→ Required action: Retype verbatim the lines of the listing, from the very first through the line with "pub struct Collection".

****

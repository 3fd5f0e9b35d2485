//! Metrics.
//!
//! The registry/assembler machinery below (`Collection`, `Source`,
//! `Target`, `Metric`) is carried over unchanged from the teacher: it's
//! domain-agnostic already. What's new is [`ServerMetrics`], the
//! connection-core's own `Source` impl, exposing the counters spec.md's
//! concurrency model makes interesting to watch from the outside —
//! live connections, page cache hits/misses, and queue depths.

use std::{fmt, iter};
use std::sync::atomic::{AtomicU64, Ordering};
use std::sync::{Arc, Weak};
use std::fmt::Write;
use arc_swap::ArcSwap;
use clap::{crate_name, crate_version};


//------------ Module Configuration ------------------------------------------

const PROMETHEUS_PREFIX: &str = "corehttpd";


//------------ Collection ----------------------------------------------------

#[derive(Clone, Default)]
pub struct Collection {
    sources: ArcSwap<Vec<RegisteredSource>>,
}

impl Collection {
    pub fn register(&self, name: Arc<str>, source: Weak<dyn Source>) {
        let old_sources = self.sources.load();
        let mut new_sources = Vec::new();
        for item in old_sources.iter() {
            if item.source.strong_count() > 0 {
                new_sources.push(item.clone())
            }
        }
        new_sources.push(
            RegisteredSource { name, source }
        );
        self.sources.store(new_sources.into())
    }

    pub fn assemble(&self, format: OutputFormat) -> String {
        let sources = self.sources.load();
        let mut target = Target::new(format);
        for item in sources.iter() {
            if let Some(source) = item.source.upgrade() {
                source.append(&item.name, &mut target)
            }
        }
        target.into_string()
    }
}


impl fmt::Debug for Collection {
    fn fmt(&self, f: &mut fmt::Formatter) -> fmt::Result {
        let len = self.sources.load().len();
        write!(f, "Collection({} sources)", len)
    }
}


//------------ RegisteredSource ----------------------------------------------

#[derive(Clone)]
struct RegisteredSource {
    name: Arc<str>,
    source: Weak<dyn Source>,
}


//------------ Source --------------------------------------------------------

/// A type producing some metrics.
///
/// All this type needs to be able to do is output its metrics.
pub trait Source: Send + Sync {
    /// Appends the metrics to the target.
    ///
    /// The unit name is provided so a source doesn’t need to keep it around.
    fn append(&self, unit_name: &str, target: &mut Target);
}

impl<T: Source> Source for Arc<T> {
    fn append(&self, unit_name: &str, target: &mut Target) {
        AsRef::<T>::as_ref(self).append(unit_name, target)
    }
}


//------------ Target --------------------------------------------------------

#[derive(Clone, Debug)]
pub struct Target {
    format: OutputFormat,
    target: String,
}

impl Target {
    pub fn new(format: OutputFormat) -> Self {
        let mut target = String::new();
        if matches!(format, OutputFormat::Plain) {
            target.push_str(
                concat!(
                    "version: ", crate_name!(), "/", crate_version!(), "\n"
                )
            );
        }
        Target { format, target }
    }

    pub fn into_string(self) -> String {
        self.target
    }

    pub fn append<F: FnOnce(&mut Records)>(
        &mut self,
        metric: &Metric,
        unit_name: Option<&str>,
        values: F,
    ) {
        if !self.format.supports_type(metric.metric_type) {
            return
        }

        if matches!(self.format, OutputFormat::Prometheus) {
            self.target.push_str("# HELP ");
            self.append_metric_name(metric, unit_name);
            self.target.push(' ');
            self.target.push_str(metric.help);
            self.target.push('\n');

            self.target.push_str("# TYPE ");
            self.append_metric_name(metric, unit_name);
            writeln!(&mut self.target, " {}", metric.metric_type).unwrap();
        }
        values(&mut Records { target: self, metric, unit_name })
    }

    pub fn append_simple(
        &mut self,
        metric: &Metric,
        unit_name: Option<&str>,
        value: impl fmt::Display,
    ) {
        self.append(metric, unit_name, |records| {
            records.value(value)
        })
    }

    fn append_metric_name(
        &mut self, metric: &Metric, unit_name: Option<&str>
    ) {
        match self.format {
            OutputFormat::Prometheus => {
                match unit_name {
                    Some(unit) => {
                        write!(&mut self.target,
                            "{}_{}_{}_{}",
                            PROMETHEUS_PREFIX, unit, metric.name, metric.unit
                        ).unwrap();
                    }
                    None => {
                        write!(&mut self.target,
                            "{}_{}_{}",
                            PROMETHEUS_PREFIX, metric.name, metric.unit
                        ).unwrap();
                    }
                }
            }
            OutputFormat::Plain => {
                match unit_name {
                    Some(unit) => {
                        write!(&mut self.target,
                            "{} {}", unit, metric.name
                        ).unwrap();
                    }
                    None => {
                        write!(&mut self.target,
                            "{}", metric.name
                        ).unwrap();
                    }
                }
            }
        }
    }
}


//------------ Records -------------------------------------------------------

pub struct Records<'a> {
    target: &'a mut Target,
    metric: &'a Metric,
    unit_name: Option<&'a str>,
}

impl<'a> Records<'a> {
    pub fn value(&mut self, value: impl fmt::Display) {
        match self.target.format {
            OutputFormat::Prometheus => {
                self.target.append_metric_name(self.metric, self.unit_name);
                writeln!(&mut self.target.target, " {}", value).unwrap()
            }
            OutputFormat::Plain => {
                self.target.append_metric_name(self.metric, self.unit_name);
                writeln!(&mut self.target.target, ": {}", value).unwrap()
            }
        }
    }

    pub fn label_value(
        &mut self,
        labels: &[(&str, &str)],
        value: impl fmt::Display
    ) {
        match self.target.format {
            OutputFormat::Prometheus => {
                self.target.append_metric_name(self.metric, self.unit_name);
                self.target.target.push('{');
                for ((name, value), comma) in
                    labels.iter().zip(
                        iter::once(false).chain(iter::repeat(true))
                    )
                {
                    if comma {
                        write!(&mut self.target.target,
                            ", {}=\"{}\"", name, value
                        ).unwrap();
                    }
                    else {
                        write!(&mut self.target.target,
                            "{}=\"{}\"", name, value
                        ).unwrap();
                    }
                }
                writeln!(&mut self.target.target, "}} {}", value).unwrap()
            }
            OutputFormat::Plain => {
                self.target.append_metric_name(self.metric, self.unit_name);
                for (name, value) in labels {
                    write!(&mut self.target.target,
                        " {}={}", name, value
                    ).unwrap();
                }
                writeln!(&mut self.target.target, ": {}", value).unwrap()
            }
        }
    }
}


//------------ OutputFormat --------------------------------------------------

/// The output format for metrics.
///
/// This is a non-exhaustive enum so that we can add additional metrics
/// without having to do breaking releases. Output for unknown formats should
/// be empty.
#[non_exhaustive]
#[derive(Clone, Copy, Debug)]
pub enum OutputFormat {
    /// Prometheus’ text-base exposition format.
    ///
    /// See https://prometheus.io/docs/instrumenting/exposition_formats/
    /// for details.
    Prometheus,

    /// Simple, human-readable plain-text output.
    Plain
}

impl OutputFormat {
    /// Returns whether the format supports non-numerical metrics.
    #[allow(clippy::match_like_matches_macro)]
    pub fn allows_text(self) -> bool {
        match self {
            OutputFormat::Prometheus => false,
            OutputFormat::Plain => true,
        }
    }

    /// Returns whether this output format supports this metric type.
    #[allow(clippy::match_like_matches_macro)]
    pub fn supports_type(self, metric: MetricType) -> bool {
        match (self, metric) {
            (OutputFormat::Prometheus, MetricType::Text) => false,
            _ => true
        }
    }
}


//------------ Metric --------------------------------------------------------

pub struct Metric {
    pub name: &'static str,
    pub help: &'static str,
    pub metric_type: MetricType,
    pub unit: MetricUnit,
}

impl Metric {
    pub const fn new(
        name: &'static str, help: &'static str,
        metric_type: MetricType, unit: MetricUnit
    ) -> Self {
        Metric { name, help, metric_type, unit
        }
    }
}


//------------ MetricType ----------------------------------------------------

#[derive(Clone, Copy, Debug)]
pub enum MetricType {
    Counter,
    Gauge,
    Histogram,
    Summary,
    Text,
}

impl fmt::Display for MetricType {
    fn fmt(&self, f: &mut fmt::Formatter) -> fmt::Result {
        match *self {
            MetricType::Counter => f.write_str("counter"),
            MetricType::Gauge => f.write_str("gauge"),
            MetricType::Histogram => f.write_str("histogram"),
            MetricType::Summary => f.write_str("summary"),
            MetricType::Text => f.write_str("text"),
        }
    }
}


//------------ MetricUnit ----------------------------------------------------

#[derive(Clone, Copy, Debug)]
pub enum MetricUnit {
    Second,
    Celsius,
    Meter,
    Byte,
    Ratio,
    Volt,
    Ampere,
    Joule,
    Gram,
    Total,
    Info,
}

impl fmt::Display for MetricUnit {
    fn fmt(&self, f: &mut fmt::Formatter) -> fmt::Result {
        match *self {
            MetricUnit::Second => f.write_str("seconds"),
            MetricUnit::Celsius => f.write_str("celsius"),
            MetricUnit::Meter => f.write_str("meters"),
            MetricUnit::Byte => f.write_str("bytes"),
            MetricUnit::Ratio => f.write_str("ratio"),
            MetricUnit::Volt => f.write_str("volts"),
            MetricUnit::Ampere => f.write_str("amperes"),
            MetricUnit::Joule => f.write_str("joules"),
            MetricUnit::Gram => f.write_str("grams"),
            MetricUnit::Total => f.write_str("total"),
            MetricUnit::Info => f.write_str("info"),
        }
    }
}


//------------ ServerMetrics --------------------------------------------------

const CONNECTIONS_OPEN: Metric = Metric::new(
    "connections_open", "number of currently open connections",
    MetricType::Gauge, MetricUnit::Total,
);
const CONNECTIONS_ACCEPTED: Metric = Metric::new(
    "connections_accepted", "total connections accepted since start",
    MetricType::Counter, MetricUnit::Total,
);
const PAGE_CACHE_HITS: Metric = Metric::new(
    "page_cache_hits", "static file responses served from cache",
    MetricType::Counter, MetricUnit::Total,
);
const PAGE_CACHE_MISSES: Metric = Metric::new(
    "page_cache_misses", "static file requests that missed the cache",
    MetricType::Counter, MetricUnit::Total,
);
const EVAL_QUEUE_DEPTH: Metric = Metric::new(
    "eval_queue_depth", "jobs currently queued for the worker pool",
    MetricType::Gauge, MetricUnit::Total,
);

/// The connection core's own metrics, shared between every task that
/// increments a counter and the `/metrics` endpoint that reads them.
#[derive(Default)]
pub struct ServerMetrics {
    connections_open: AtomicU64,
    connections_accepted: AtomicU64,
    page_cache_hits: AtomicU64,
    page_cache_misses: AtomicU64,
    eval_queue_depth: AtomicU64,
}

impl ServerMetrics {
    pub fn new() -> Arc<Self> {
        Arc::new(Self::default())
    }

    pub fn connection_opened(&self) {
        self.connections_open.fetch_add(1, Ordering::Relaxed);
        self.connections_accepted.fetch_add(1, Ordering::Relaxed);
    }

    pub fn connection_closed(&self) {
        self.connections_open.fetch_sub(1, Ordering::Relaxed);
    }

    pub fn page_cache_hit(&self) {
        self.page_cache_hits.fetch_add(1, Ordering::Relaxed);
    }

    pub fn page_cache_miss(&self) {
        self.page_cache_misses.fetch_add(1, Ordering::Relaxed);
    }

    pub fn set_eval_queue_depth(&self, depth: u64) {
        self.eval_queue_depth.store(depth, Ordering::Relaxed);
    }
}

impl Source for ServerMetrics {
    fn append(&self, unit_name: &str, target: &mut Target) {
        target.append_simple(
            &CONNECTIONS_OPEN, Some(unit_name),
            self.connections_open.load(Ordering::Relaxed),
        );
        target.append_simple(
            &CONNECTIONS_ACCEPTED, Some(unit_name),
            self.connections_accepted.load(Ordering::Relaxed),
        );
        target.append_simple(
            &PAGE_CACHE_HITS, Some(unit_name),
            self.page_cache_hits.load(Ordering::Relaxed),
        );
        target.append_simple(
            &PAGE_CACHE_MISSES, Some(unit_name),
            self.page_cache_misses.load(Ordering::Relaxed),
        );
        target.append_simple(
            &EVAL_QUEUE_DEPTH, Some(unit_name),
            self.eval_queue_depth.load(Ordering::Relaxed),
        );
    }
}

****

→ Answer section:
repository 3fd5f0e9b35d2485
//! Metrics.
//!
//! The registry/assembler machinery below (`Collection`, `Source`,
//! `Target`, `Metric`) is carried over unchanged from the teacher: it's
//! domain-agnostic already. What's new is [`ServerMetrics`], the
//! connection-core's own `Source` impl, exposing the counters spec.md's
//! concurrency model makes interesting to watch from the outside —
//! live connections, page cache hits/misses, and queue depths.

use std::{fmt, iter};
use std::sync::atomic::{AtomicU64, Ordering};
use std::sync::{Arc, Weak};
use std::fmt::Write;
use arc_swap::ArcSwap;
use clap::{crate_name, crate_version};


//------------ Module Configuration ------------------------------------------

const PROMETHEUS_PREFIX: &str = "corehttpd";


//------------ Collection ----------------------------------------------------

#[derive(Clone, Default)]
pub struct Collection {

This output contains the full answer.